Cells
- Discipline: Cytology
- Language: English
- Edited by: Cord Brakebusch; Alexander E. Kalyuzhny;

Publication details
- History: 2012–present
- Publisher: MDPI
- Frequency: Monthly
- Open access: Yes
- License: CC BY
- Impact factor: 5.1 (2023)

Standard abbreviations
- ISO 4: Cells

Indexing
- ISSN: 2073-4409
- OCLC no.: 823191591

Links
- Journal homepage;

= Cells (journal) =

Cells is a monthly peer-reviewed open-access scientific journal that covers all aspects of cell and molecular biology, and biophysics.

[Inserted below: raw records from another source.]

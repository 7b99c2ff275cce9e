use receiver::record::LogRecord;
use receiver::runtime::{boot, stop};
use tracing::{info, warn};

fn print_record(record: &LogRecord) {
    match serde_json::to_string(record) {
        Ok(line) => println!("{}", line),
        Err(e) => warn!("Failed to render record: {}", e),
    }
}

#[tokio::main]
async fn main() -> Result<(), Box<dyn std::error::Error>> {
    boot::init_logging();
    let (receiver, mut records) = boot::boot()?;

    let printer = tokio::spawn(async move {
        while let Some(record) = records.recv().await {
            print_record(&record);
        }
    });

    info!("Client configuration:\n{}", receiver.sample_client_config());
    let addr = receiver.initialize()?;
    info!("Waiting for a client on {}", addr);

    stop::shutdown_signal().await;
    receiver.terminate().await;
    receiver.detach();

    if let Err(e) = printer.await {
        warn!("Record printer ended abnormally: {}", e);
    }
    info!("Final metrics: {}", serde_json::to_string(&receiver.metrics())?);
    Ok(())
}
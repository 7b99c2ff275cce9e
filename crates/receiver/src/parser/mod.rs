/// XML event parsing and schema detection
///
/// Turns the raw byte stream of one TCP connection into `LogRecord`s.
///
/// # Architecture
///
/// - `traits.rs`: the `EventParser` capability every schema implements
/// - `xml.rs`: streaming-XML helpers shared by the schemas
/// - `cursor.rs`: frames back-to-back top-level events out of a byte buffer
/// - `formats/`: log4j, log4net and log4j2 parsers
/// - `detector.rs`: picks a parser for a fresh connection and binds it to a cursor
/// - `metrics.rs`: detection and parsing counters
///
/// # Safety Guarantees
///
/// - Bounded memory: one buffered event may not exceed `MAX_EVENT_SIZE`
/// - A malformed event yields one error record, never a dropped connection
/// - Detection reads at most `SNIFF_LIMIT` bytes before giving up

pub mod traits;
pub mod detector;
pub mod cursor;
pub mod metrics;
pub mod formats;
pub mod model;
pub mod xml;

pub use detector::{FormatSelector, ParserBinding, Selection};
pub use model::{LogFormat, ParseError};
pub use traits::EventParser;

pub const MAX_EVENT_SIZE: usize = 1_048_576; // 1MB
pub const SNIFF_LIMIT: usize = 65_536;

It was established in 2012 and is published by MDPI. The founding editor-in-chief is Alexander E. Kalyuzhny (University of Minnesota) who was joined by Cord Brakebusch (University of Copenhagen) in 2020.

==Abstracting and indexing==
The journal is abstracted and indexed in:
- Biological Abstracts
- BIOSIS Previews
- EBSCO databases
- Embase
- Index Medicus/MEDLINE/PubMed
- Science Citation Index Expanded
- Scopus
According to the Journal Citation Reports, the journal has a 2023 impact factor of 5.1.